Be fully present in the moment you spend with any in the name of Jesus.
Look, we all know how easy it is to be somewhere, but not be there…you know? But presence fully realized communicates care, it communicates God’s loving steadfast presence that resides regardless of what we’re going through.
The best definition of hell I ever heard was this – “being completely isolated from everything that bespeaks life. “ Too many living on earth right here, right now are living in hells of all kinds for which the loving, steadfast presence of God shared by your ministry of presence can abate.
Too many of us focus on the last of Jesus’ instructions…that is, if folks are not receptive to that of God you're attempting to offer, shake the dust off your sandals and move on…or, “well, I tried.”
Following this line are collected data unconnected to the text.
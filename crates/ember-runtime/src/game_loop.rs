// Copyright 2025 eraflo
//
// Licensed under the Apache License, Version 2.0 (the "License");
// you may not use this file except in compliance with the License.
// You may obtain a copy of the License at
//
//     http://www.apache.org/licenses/LICENSE-2.0
//
// Unless required by applicable law or agreed to in writing, software
// distributed under the License is distributed on an "AS IS" BASIS,
// WITHOUT WARRANTIES OR CONDITIONS OF ANY KIND, either express or implied.
// See the License for the specific language governing permissions and
// limitations under the License.

//! The dual-rate game loop.

use crate::{ConfigError, LoopConfig, LoopControl, LoopError};
use crossbeam_channel::{Receiver, Sender};
use ember_control::GameStateManager;
use ember_core::platform::{DiscardInput, GameWindow};
use ember_core::{Clock, SpeedGovernor, TimingError};
use std::panic::{self, AssertUnwindSafe};
use std::sync::atomic::Ordering;
use std::sync::Arc;
use std::thread::{self, JoinHandle};

const UPDATE_THREAD_NAME: &str = "ember-update";

/// Drives a [`GameStateManager`] from two threads.
///
/// The update loop ticks on its own thread at `update_tick_rate` Hz. The
/// render loop runs on the thread calling [`run`](Self::run), at most
/// `render_frame_rate` Hz, and also pumps the window's input events.
pub struct GameLoop {
    config: LoopConfig,
    manager: Arc<GameStateManager>,
    control: LoopControl,
    render_governor: SpeedGovernor,
    /// `None` while the update thread owns it.
    update_governor: Option<SpeedGovernor>,
}

impl GameLoop {
    /// Creates a stopped loop over `manager`.
    pub fn new(config: LoopConfig, manager: Arc<GameStateManager>) -> Result<Self, LoopError> {
        config.validate()?;
        let render_governor = SpeedGovernor::from_frequency(
            config.render_fixed_step,
            config.render_catch_up,
            f64::from(config.render_frame_rate),
        )?;
        let update_governor = update_governor_for(&config)?;
        let control = LoopControl::new(&config);

        Ok(Self {
            config,
            manager,
            control,
            render_governor,
            update_governor: Some(update_governor),
        })
    }

    /// Runs the loop until `window` wants to close or a stop is requested.
    ///
    /// The window is made current before anything else; if that fails no
    /// thread is started and no state is dispatched. The update thread is
    /// joined before this returns, whatever the outcome. A panic on the render
    /// side is resumed only after the update thread has been joined.
    pub fn run(&mut self, window: &mut dyn GameWindow) -> Result<(), LoopError> {
        let shared = Arc::clone(&self.control.shared);
        if shared.render_loop_running.swap(true, Ordering::SeqCst) {
            return Err(LoopError::AlreadyRunning);
        }
        let _render_guard = RunningGuard(&shared.render_loop_running);

        window.make_current().map_err(|err| {
            log::error!("Failed to start the game loop: {err}");
            LoopError::Startup(err)
        })?;

        shared.stop_requested.store(false, Ordering::SeqCst);
        shared.is_running.store(true, Ordering::SeqCst);
        shared.window_open.store(true, Ordering::SeqCst);

        let (error_tx, error_rx) = crossbeam_channel::unbounded();
        let (update_thread, update_clock) = match self.spawn_update_thread(error_tx) {
            Ok(spawned) => spawned,
            Err(err) => {
                shared.window_open.store(false, Ordering::SeqCst);
                return Err(err);
            }
        };

        log::info!(
            "Game loop started (render: {} Hz, update: {} Hz)",
            self.control.render_frame_rate(),
            self.control.update_tick_rate()
        );

        let render_result = panic::catch_unwind(AssertUnwindSafe(|| {
            self.render_loop(window, &update_clock, &error_rx, &update_thread)
        }));

        shared.window_open.store(false, Ordering::SeqCst);
        let join_result = match update_thread.join() {
            Ok(governor) => {
                self.update_governor = Some(governor);
                Ok(())
            }
            Err(_) => {
                log::error!("The update thread panicked");
                self.update_governor = Some(update_governor_for(&self.config)?);
                Err(LoopError::UpdateThreadPanicked)
            }
        };

        log::info!("Game loop stopped");

        let render_result = match render_result {
            Ok(result) => result,
            Err(payload) => {
                log::error!("The render loop panicked");
                panic::resume_unwind(payload);
            }
        };

        // An update failure outranks whatever the render loop observed after it.
        if let Ok(err) = error_rx.try_recv() {
            return Err(err);
        }
        render_result.and(join_result)
    }

    fn spawn_update_thread(
        &mut self,
        errors: Sender<LoopError>,
    ) -> Result<(JoinHandle<SpeedGovernor>, Arc<Clock>), LoopError> {
        let shared = &self.control.shared;
        let governor = match self.update_governor.take() {
            Some(governor) if !shared.update_loop_running.load(Ordering::SeqCst) => governor,
            Some(governor) => {
                self.update_governor = Some(governor);
                return Err(LoopError::AlreadyRunning);
            }
            None => return Err(LoopError::AlreadyRunning),
        };
        let clock = governor.clock();

        let manager = Arc::clone(&self.manager);
        let control = self.control.clone();
        let max_lag = self.config.max_lag_seconds;
        let spawned = thread::Builder::new()
            .name(UPDATE_THREAD_NAME.to_string())
            .spawn(move || update_loop(governor, &manager, &control, max_lag, &errors));

        match spawned {
            Ok(handle) => Ok((handle, clock)),
            Err(err) => {
                log::error!("Failed to spawn the update thread: {err}");
                self.update_governor = Some(update_governor_for(&self.config)?);
                Err(LoopError::Spawn(err))
            }
        }
    }

    fn render_loop(
        &mut self,
        window: &mut dyn GameWindow,
        update_clock: &Clock,
        errors: &Receiver<LoopError>,
        update_thread: &JoinHandle<SpeedGovernor>,
    ) -> Result<(), LoopError> {
        let shared = Arc::clone(&self.control.shared);
        self.render_governor.clear_lag();
        self.render_governor.reset();

        while !window.should_close() && !shared.stop_requested.load(Ordering::SeqCst) {
            sync_rate(&mut self.render_governor, self.control.render_frame_rate())?;

            if !errors.is_empty() || update_thread.is_finished() {
                break;
            }

            let delta = update_clock.elapsed_seconds();
            if self.control.is_running() {
                window.swap_buffers();
                window.poll_events(&*self.manager);
                self.manager
                    .render(delta * self.control.time_speed())
                    .map_err(LoopError::Render)?;
            } else {
                window.poll_events(&DiscardInput);
            }

            let late = self.render_governor.next();
            if late > 0.0 {
                log::trace!("Render frame finished {:.3} ms late", late * 1000.0);
            }
        }
        Ok(())
    }

    // --- Control ---

    /// A handle for steering the loop from game states or other threads.
    pub fn control(&self) -> LoopControl {
        self.control.clone()
    }

    /// Pauses dispatch to the game states. Both loops keep pacing.
    pub fn freeze(&self) {
        self.control.freeze();
    }

    pub fn resume(&self) {
        self.control.resume();
    }

    pub fn is_running(&self) -> bool {
        self.control.is_running()
    }

    pub fn render_frame_rate(&self) -> u32 {
        self.control.render_frame_rate()
    }

    pub fn update_tick_rate(&self) -> u32 {
        self.control.update_tick_rate()
    }

    pub fn time_speed(&self) -> f64 {
        self.control.time_speed()
    }

    pub fn set_render_frame_rate(&self, rate: u32) -> Result<(), ConfigError> {
        self.control.set_render_frame_rate(rate)
    }

    pub fn set_update_tick_rate(&self, rate: u32) -> Result<(), ConfigError> {
        self.control.set_update_tick_rate(rate)
    }

    pub fn set_time_speed(&self, time_speed: f64) -> Result<(), ConfigError> {
        self.control.set_time_speed(time_speed)
    }

    /// The configuration the loop was built from.
    pub fn config(&self) -> &LoopConfig {
        &self.config
    }

    pub fn manager(&self) -> &Arc<GameStateManager> {
        &self.manager
    }
}

impl std::fmt::Debug for GameLoop {
    fn fmt(&self, f: &mut std::fmt::Formatter<'_>) -> std::fmt::Result {
        f.debug_struct("GameLoop")
            .field("config", &self.config)
            .field("control", &self.control)
            .finish_non_exhaustive()
    }
}

/// The update thread's body. Hands its governor back when the window closes.
fn update_loop(
    mut governor: SpeedGovernor,
    manager: &GameStateManager,
    control: &LoopControl,
    max_lag: f64,
    errors: &Sender<LoopError>,
) -> SpeedGovernor {
    let shared = &control.shared;
    let _update_guard = RunningGuard(&shared.update_loop_running);
    shared.update_loop_running.store(true, Ordering::SeqCst);
    log::info!("Update loop started");

    governor.clear_lag();
    governor.reset();
    let mut period = governor.seconds();

    while shared.window_open.load(Ordering::SeqCst) {
        if let Err(err) = sync_rate(&mut governor, control.update_tick_rate()) {
            let _ = errors.send(LoopError::Timing(err));
            break;
        }

        if control.is_running() {
            let step = if governor.fixed_step_enabled() {
                governor.seconds()
            } else {
                period
            };
            if let Err(err) = manager.update(step * control.time_speed()) {
                let _ = errors.send(LoopError::Update(err));
                break;
            }
        }

        // Lag is only repaid in fixed-step catch-up mode, so only bank it there.
        let elapsed = governor.elapsed_seconds();
        let repays_lag = governor.fixed_step_enabled() && governor.catch_up_enabled();
        if repays_lag && elapsed > governor.seconds() {
            governor.gain_lag(elapsed);
            if governor.lag_seconds() > max_lag {
                governor.set_lag(max_lag);
            }
            log::debug!(
                "Update tick overran ({:.3} ms), lag is now {} ms",
                elapsed * 1000.0,
                governor.lag_milliseconds()
            );
        }

        let late = governor.next();
        period = governor.seconds() + late.max(0.0);
        if late > 0.0 {
            log::trace!("Update tick finished {:.3} ms late", late * 1000.0);
        }
    }

    log::info!("Update loop stopped");
    governor
}

fn update_governor_for(config: &LoopConfig) -> Result<SpeedGovernor, TimingError> {
    SpeedGovernor::from_frequency(
        config.update_fixed_step,
        config.update_catch_up,
        f64::from(config.update_tick_rate),
    )
}

/// Retargets `governor` when the published rate changed.
fn sync_rate(governor: &mut SpeedGovernor, rate: u32) -> Result<(), TimingError> {
    let frequency = f64::from(rate);
    if governor.frequency() != frequency {
        log::debug!("Retargeting governor to {frequency} Hz");
        governor.set_frequency(frequency)?;
    }
    Ok(())
}

/// Clears a loop-running flag when its loop exits, even by unwinding.
struct RunningGuard<'a>(&'a std::sync::atomic::AtomicBool);

impl Drop for RunningGuard<'_> {
    fn drop(&mut self) {
        self.0.store(false, Ordering::SeqCst);
    }
}
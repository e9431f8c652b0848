// Copyright 2025 eraflo
//
// Licensed under the Apache License, Version 2.0 (the "License");
// you may not use this file except in compliance with the License.
// You may obtain a copy of the License at
//
//     http://www.apache.org/licenses/LICENSE-2.0
//
// Unless required by applicable law or agreed to in writing, software
// distributed under the License is distributed on an "AS IS" BASIS,
// WITHOUT WARRANTIES OR CONDITIONS OF ANY KIND, either express or implied.
// See the License for the specific language governing permissions and
// limitations under the License.

//! Provides abstractions over platform-specific functionalities.
//!
//! This module contains the traits and types through which the engine drives a
//! window and receives user input, independently of the windowing backend.

pub mod headless;
pub mod input;
pub mod window;

pub use headless::{CloseHandle, HeadlessWindow};
pub use input::{DiscardInput, InputEvent, InputSink, Key, KeyAction, KeyModifiers, MouseButton};
pub use window::GameWindow;

/// An error raised by a windowing backend.
#[derive(Debug, thiserror::Error)]
pub enum PlatformError {
    /// The window or its rendering context could not be created or made current.
    #[error("failed to create window context: {0}")]
    ContextCreation(String),
    /// The backend's event loop could not be created or has exited.
    #[error("event loop failure: {0}")]
    EventLoop(String),
}
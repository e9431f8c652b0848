// Copyright 2025 eraflo
//
// Licensed under the Apache License, Version 2.0 (the "License");
// you may not use this file except in compliance with the License.
// You may obtain a copy of the License at
//
//     http://www.apache.org/licenses/LICENSE-2.0
//
// Unless required by applicable law or agreed to in writing, software
// distributed under the License is distributed on an "AS IS" BASIS,
// WITHOUT WARRANTIES OR CONDITIONS OF ANY KIND, either express or implied.
// See the License for the specific language governing permissions and
// limitations under the License.

//! Window backends.

mod winit;

pub use self::winit::{WinitWindow, WinitWindowBuilder};
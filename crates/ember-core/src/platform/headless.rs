// Copyright 2025 eraflo
//
// Licensed under the Apache License, Version 2.0 (the "License");
// you may not use this file except in compliance with the License.
// You may obtain a copy of the License at
//
//     http://www.apache.org/licenses/LICENSE-2.0
//
// Unless required by applicable law or agreed to in writing, software
// distributed under the License is distributed on an "AS IS" BASIS,
// WITHOUT WARRANTIES OR CONDITIONS OF ANY KIND, either express or implied.
// See the License for the specific language governing permissions and
// limitations under the License.

//! A window with no OS surface, for dedicated servers and tests.

use super::{GameWindow, InputEvent, InputSink, PlatformError};
use std::collections::VecDeque;
use std::sync::atomic::{AtomicBool, Ordering};
use std::sync::Arc;
use std::time::{Duration, Instant};

/// A cloneable handle that asks a [`HeadlessWindow`] to close from anywhere.
#[derive(Debug, Clone, Default)]
pub struct CloseHandle(Arc<AtomicBool>);

impl CloseHandle {
    /// Requests the window to close. Observed on the next `should_close`.
    pub fn close(&self) {
        self.0.store(true, Ordering::SeqCst);
    }

    /// Whether a close was requested.
    pub fn is_closed(&self) -> bool {
        self.0.load(Ordering::SeqCst)
    }
}

/// A deterministic [`GameWindow`] that never touches the OS.
///
/// It closes after a fixed lifetime measured from [`make_current`](GameWindow::make_current),
/// or when its [`CloseHandle`] is triggered. Queued input events are delivered
/// on the next poll.
#[derive(Debug, Default)]
pub struct HeadlessWindow {
    lifetime: Option<Duration>,
    opened_at: Option<Instant>,
    close: CloseHandle,
    pending: VecDeque<InputEvent>,
    startup_failure: Option<String>,
    frames_presented: u64,
    polls: u64,
}

impl HeadlessWindow {
    /// Creates a window that stays open until its close handle is triggered.
    pub fn new() -> Self {
        Self::default()
    }

    /// Creates a window that closes `lifetime` after `make_current`.
    pub fn with_lifetime(lifetime: Duration) -> Self {
        Self {
            lifetime: Some(lifetime),
            ..Self::default()
        }
    }

    /// Makes the next `make_current` call fail with `reason`.
    pub fn failing(mut self, reason: impl Into<String>) -> Self {
        self.startup_failure = Some(reason.into());
        self
    }

    /// Returns a handle that closes this window.
    pub fn close_handle(&self) -> CloseHandle {
        self.close.clone()
    }

    /// Queues an input event for the next poll.
    pub fn queue_event(&mut self, event: InputEvent) {
        self.pending.push_back(event);
    }

    /// Number of `swap_buffers` calls so far.
    pub fn frames_presented(&self) -> u64 {
        self.frames_presented
    }

    /// Number of `poll_events` calls so far.
    pub fn polls(&self) -> u64 {
        self.polls
    }
}

impl GameWindow for HeadlessWindow {
    fn make_current(&mut self) -> Result<(), PlatformError> {
        if let Some(reason) = self.startup_failure.take() {
            return Err(PlatformError::ContextCreation(reason));
        }
        self.opened_at = Some(Instant::now());
        log::debug!("Headless window opened (lifetime: {:?})", self.lifetime);
        Ok(())
    }

    fn poll_events(&mut self, sink: &dyn InputSink) {
        self.polls += 1;
        while let Some(event) = self.pending.pop_front() {
            sink.dispatch(&event);
        }
    }

    fn swap_buffers(&mut self) {
        self.frames_presented += 1;
    }

    fn should_close(&self) -> bool {
        if self.close.is_closed() {
            return true;
        }
        match (self.lifetime, self.opened_at) {
            (Some(lifetime), Some(opened_at)) => opened_at.elapsed() >= lifetime,
            _ => false,
        }
    }
}

#[cfg(test)]
mod tests {
    use super::*;
    use crate::platform::{DiscardInput, Key, KeyAction, KeyModifiers};
    use std::thread;

    #[test]
    fn closes_after_lifetime_from_make_current() {
        let mut window = HeadlessWindow::with_lifetime(Duration::from_millis(30));
        thread::sleep(Duration::from_millis(40));
        assert!(!window.should_close(), "Lifetime starts at make_current");

        window.make_current().unwrap();
        assert!(!window.should_close());
        thread::sleep(Duration::from_millis(40));
        assert!(window.should_close());
    }

    #[test]
    fn close_handle_closes_from_another_thread() {
        let window = HeadlessWindow::new();
        let handle = window.close_handle();
        assert!(!window.should_close());

        thread::spawn(move || handle.close()).join().unwrap();

        assert!(window.should_close());
    }

    #[test]
    fn failing_window_reports_context_error_once() {
        let mut window = HeadlessWindow::new().failing("no display");
        let err = window.make_current().unwrap_err();
        assert!(matches!(err, PlatformError::ContextCreation(ref r) if r == "no display"));
        assert!(window.make_current().is_ok());
    }

    #[test]
    fn queued_events_are_drained_on_poll() {
        let mut window = HeadlessWindow::new();
        window.queue_event(InputEvent::Key {
            action: KeyAction::Press,
            modifiers: KeyModifiers::empty(),
            key: Key::code("Escape"),
            scan_code: None,
        });

        window.poll_events(&DiscardInput);
        window.poll_events(&DiscardInput);
        window.swap_buffers();

        assert_eq!(window.polls(), 2);
        assert_eq!(window.frames_presented(), 1);
        assert!(window.pending.is_empty());
    }
}
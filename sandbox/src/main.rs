// Copyright 2025 eraflo
//
// Licensed under the Apache License, Version 2.0 (the "License");
// you may not use this file except in compliance with the License.
// You may obtain a copy of the License at
//
//     http://www.apache.org/licenses/LICENSE-2.0
//
// Unless required by applicable law or agreed to in writing, software
// distributed under the License is distributed on an "AS IS" BASIS,
// WITHOUT WARRANTIES OR CONDITIONS OF ANY KIND, either express or implied.
// See the License for the specific language governing permissions and
// limitations under the License.

// Ember Sandbox
// A bouncing ball that can be paused (Escape) and slowed down (S).

use std::path::Path;
use std::sync::Arc;

use anyhow::Result;
use ember_control::{
    Controller, GameState, GameStateManager, GameStateStore, Keybinding, StateCommands,
    Transparency,
};
use ember_core::platform::{Key, KeyAction, KeyModifiers};
use ember_infra::WinitWindowBuilder;
use ember_runtime::{GameLoop, LoopConfig, LoopControl};

const GAMEPLAY: &str = "gameplay";
const PAUSE: &str = "pause";
const SLOW_MOTION: f64 = 0.25;

/// A ball bouncing between 0 and 1, integrated on every update tick.
struct Gameplay {
    position: f64,
    velocity: f64,
    simulated: f64,
    controller: Controller,
}

impl Gameplay {
    fn new(control: LoopControl) -> Self {
        let mut controller = Controller::new();
        controller.add_keybinding(Keybinding::new(
            KeyAction::Press,
            KeyModifiers::empty(),
            Key::code("Escape"),
            |commands: &StateCommands| {
                commands.push_key(PAUSE);
                Ok(())
            },
        ));

        let mut slowed = false;
        controller.add_keybinding(Keybinding::new(
            KeyAction::Press,
            KeyModifiers::empty(),
            Key::code("KeyS"),
            move |_: &StateCommands| {
                slowed = !slowed;
                let speed = if slowed { SLOW_MOTION } else { 1.0 };
                control.set_time_speed(speed)?;
                log::info!("Time speed set to {speed}");
                Ok(())
            },
        ));

        controller.add_mouse_button_press_callback(|button, _, _: &StateCommands| {
            log::info!("Clicked {button:?}");
            Ok(())
        });

        Self {
            position: 0.0,
            velocity: 0.5,
            simulated: 0.0,
            controller,
        }
    }
}

impl GameState for Gameplay {
    fn on_activate(&mut self) {
        log::info!("Gameplay active");
    }

    fn render(&mut self, delta: f64) -> Result<()> {
        // Extrapolate from the last tick to the time this frame is shown.
        let shown = (self.position + self.velocity * delta).clamp(0.0, 1.0);
        log::trace!("Ball drawn at {shown:.3}");
        Ok(())
    }

    fn update(&mut self, delta: f64, _: &StateCommands) -> Result<()> {
        self.position += self.velocity * delta;
        if !(0.0..=1.0).contains(&self.position) {
            self.velocity = -self.velocity;
            self.position = self.position.clamp(0.0, 1.0);
        }

        let before = self.simulated.floor();
        self.simulated += delta;
        if self.simulated.floor() > before {
            log::info!(
                "{:.0} s simulated, ball at {:.3}",
                self.simulated,
                self.position
            );
        }
        Ok(())
    }

    fn controller(&mut self) -> &mut Controller {
        &mut self.controller
    }

    fn name(&self) -> &str {
        GAMEPLAY
    }
}

/// Freezes the simulation underneath while letting it render.
struct Pause {
    controller: Controller,
}

impl Pause {
    fn new() -> Self {
        let mut controller = Controller::new();
        controller.add_keybinding(Keybinding::new(
            KeyAction::Press,
            KeyModifiers::empty(),
            Key::code("Escape"),
            |commands: &StateCommands| {
                commands.pop();
                Ok(())
            },
        ));
        Self { controller }
    }
}

impl GameState for Pause {
    fn on_push(&mut self) {
        log::info!("Paused, press Escape to resume");
    }

    fn on_pop(&mut self) {
        log::info!("Resumed");
    }

    fn transparency(&self) -> Transparency {
        Transparency::RENDER_ONLY
    }

    fn render(&mut self, _: f64) -> Result<()> {
        Ok(())
    }

    fn update(&mut self, _: f64, _: &StateCommands) -> Result<()> {
        Ok(())
    }

    fn controller(&mut self) -> &mut Controller {
        &mut self.controller
    }

    fn name(&self) -> &str {
        PAUSE
    }
}

fn load_config() -> Result<LoopConfig> {
    let path = Path::new(env!("CARGO_MANIFEST_DIR")).join("loop.json");
    if path.exists() {
        log::info!("Loading loop configuration from {}", path.display());
        Ok(LoopConfig::from_file(&path)?)
    } else {
        Ok(LoopConfig::default())
    }
}

fn main() -> Result<()> {
    use env_logger::{Builder, Env};

    Builder::from_env(Env::default().default_filter_or("info"))
        .filter_module("winit", log::LevelFilter::Warn)
        .init();

    let config = load_config()?;
    let store = Arc::new(GameStateStore::new());
    let manager = Arc::new(GameStateManager::new(Arc::clone(&store)));
    let mut game_loop = GameLoop::new(config, Arc::clone(&manager))?;

    let control = game_loop.control();
    store.make_state(GAMEPLAY, move || Gameplay::new(control));
    store.make_state(PAUSE, Pause::new);
    manager.push_state_by_key(GAMEPLAY);

    let mut window = WinitWindowBuilder::new()
        .with_title("Ember Sandbox")
        .with_dimensions(800, 600)
        .build()?;
    game_loop.run(&mut window)?;
    Ok(())
}
//! Suggestion catalog loading
//!
//! The built-in catalog is used unless a TOML file is configured. A file
//! that fails to parse or validate aborts startup.

use actifit_shared::{CatalogError, SuggestionCatalog};
use anyhow::{Context, Result};
use tracing::info;

/// Catalog loading service
pub struct CatalogService;

impl CatalogService {
    /// Load the catalog from `path`, or fall back to the built-in one
    pub async fn load(path: Option<&str>) -> Result<SuggestionCatalog> {
        let catalog = match path {
            Some(path) => {
                let raw = tokio::fs::read_to_string(path)
                    .await
                    .with_context(|| format!("Failed to read suggestion catalog at {}", path))?;
                let catalog = Self::parse(&raw)
                    .with_context(|| format!("Invalid suggestion catalog at {}", path))?;
                info!(path, entries = catalog.len(), "Loaded suggestion catalog");
                catalog
            }
            None => {
                let catalog = SuggestionCatalog::default();
                info!(entries = catalog.len(), "Using built-in suggestion catalog");
                catalog
            }
        };
        Ok(catalog)
    }

    /// Parse and validate a TOML catalog
    pub fn parse(raw: &str) -> Result<SuggestionCatalog, CatalogError> {
        let catalog: SuggestionCatalog =
            toml::from_str(raw).map_err(|e| CatalogError::Parse(e.to_string()))?;
        catalog.validate()?;
        Ok(catalog)
    }
}
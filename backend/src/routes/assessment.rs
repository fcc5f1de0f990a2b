//! Assessment API route

use crate::error::ApiError;
use crate::services::AssessmentService;
use crate::state::AppState;
use actifit_shared::types::{AssessmentRequest, AssessmentResponse};
use axum::{extract::rejection::JsonRejection, extract::State, routing::post, Json, Router};

/// Create assessment routes
pub fn assessment_routes() -> Router<AppState> {
    Router::new().route("/", post(create_assessment))
}

/// POST /api/v1/assessment - Compute metrics and feedback for a form
///
/// A zero exercise duration is not an error here: the response is still 200
/// with `duration_error` set and the calorie fields omitted.
async fn create_assessment(
    State(state): State<AppState>,
    payload: Result<Json<AssessmentRequest>, JsonRejection>,
) -> Result<Json<AssessmentResponse>, ApiError> {
    let Json(req) = payload.map_err(|rejection| ApiError::BadRequest(rejection.body_text()))?;
    let response = AssessmentService::assess(state.classifier(), state.suggestion_count(), req)?;
    Ok(Json(response))
}
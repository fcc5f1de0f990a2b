//! Single-shot assessment of a submitted form
//!
//! Runs the metrics calculation, then the feedback classification, and
//! returns everything the renderer needs in one report.

use crate::catalog::Suggestion;
use crate::errors::AssessmentError;
use crate::feedback::{BmiCategory, FeedbackClassifier, PerformanceTier};
use crate::health_metrics::{calculate_metrics, ExerciseSession, UserProfile};
use rand::Rng;
use serde::{Deserialize, Serialize};

/// Complete result for one form submission
#[derive(Debug, Clone, PartialEq, Serialize, Deserialize)]
pub struct AssessmentReport {
    pub bmi: f64,
    pub bmr: f64,
    pub total_minutes: u32,
    pub hourly_goal: f64,
    pub calories_burned: Option<f64>,
    pub progress_percent: Option<u8>,
    pub performance_tier: Option<PerformanceTier>,
    pub bmi_category: BmiCategory,
    pub suggestions: Vec<Suggestion>,
    /// Set when the session has no duration
    pub duration_error: Option<AssessmentError>,
}

impl AssessmentReport {
    /// Feedback text for the performance tier, if one was assigned
    pub fn feedback_message(&self) -> Option<&'static str> {
        self.performance_tier.map(|tier| tier.message())
    }
}

/// Assess a profile and session
///
/// BMI, BMR, the BMI category and suggestions are always populated. Calories,
/// progress and the performance tier are only present when the session has a
/// duration; otherwise `duration_error` is set.
pub fn assess<R: Rng + ?Sized>(
    profile: &UserProfile,
    session: &ExerciseSession,
    classifier: &FeedbackClassifier,
    suggestion_count: usize,
    rng: &mut R,
) -> AssessmentReport {
    let metrics = calculate_metrics(profile, session);
    let bmi_category = classifier.classify_bmi(metrics.bmi);
    let performance_tier = metrics
        .calories_burned
        .map(|kcal| classifier.classify_performance(kcal));
    let duration_error = match metrics.calories_burned {
        Some(_) => None,
        None => Some(AssessmentError::MissingDuration),
    };
    let suggestions = classifier.select_suggestions(bmi_category, suggestion_count, rng);

    AssessmentReport {
        bmi: metrics.bmi,
        bmr: metrics.bmr,
        total_minutes: metrics.total_minutes,
        hourly_goal: metrics.hourly_goal,
        calories_burned: metrics.calories_burned,
        progress_percent: metrics.progress_percent,
        performance_tier,
        bmi_category,
        suggestions,
        duration_error,
    }
}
I would argue that we go to that way too quickly. It gives us a convenient “out” when things don’t go quite they way we think they should. And I would contend even further that the pursuit of such an option is more an indictment of us than it is the people with whom we’ve attempted to share the milk of human kindness. In those moments the first questions to be asked are not, “what’s wrong with those people?” but, “Was I really present or not?”
It boils down to this question in such a moment..."what is the motivation for my care?" Am I being present on my terms, or on God's?
Well, I started this homily in 1987. Let’s fast forward to 1992. It was my first Sunday at Asbury Church, in Fox Meadows, as Associate Minister. And yes, there’ll be more than a few stories rise up in me from those days, too. But I only want to focus on a couple of moments.
My first Sunday there was much like ours last week. Many, many people introducing themselves. Tying to employ all those name association tools are tough for me. Names, faces all a blur. Except for one. At the end of the service there was a reception in our honor and a man came up to me and said, “Hi, Johnny, I’m Pat, and I’m going to die while you’re my pastor.”
Not the typical first Sunday greeting. Unsure of where to go with that, I said, “Well, Pat, I don’t think I’m going to have trouble remembering your name!”
He said, “I’m glad you’re here, I look forward to knowing you.”
Pat was a great guy fighting the good fight against cancer. He had a brutal sense of humor, which I liked. He and his wife, Judy, were very close to Kristy as they were to the Senior Pastor’s family. He was the flesh and blood example that healing, sozo, is more than physical healing. The disease may have claimed his body, but he was healed, whole and free. Of that I am convinced. I bear witness.
He missed very little church as the battle was ebbing toward an inevitable conclusion. Toward the end, there were extended absences from worship, and when he came we could see there was a little bit more of him gone. The ministry of his presence in our lives gave evidence of God’s grace in the face of pain and dis-ease.
I was the last person to serve him Holy Communion, only days before he breathed his last.
Pat always sat in the back on the pulpit side of that sanctuary. It was a Sunday that I was preaching, so I was on the pulpit side to serve the sacrament. I was fully prepared to take the sacrament to him, thinking that there was no way he could get down to the altar rail.
The whole room watched as he rose and with some assistance, slowly made his way to the rail. And then he knelt, and placed his hands outward to receive the body of Christ.
I think everyone of us in the sanctuary that day knew we were watching something holy. Something sacred. It was then that I shared with him that enduring, never failing expression of the presence of Jesus to, with and among us – Holy Communion.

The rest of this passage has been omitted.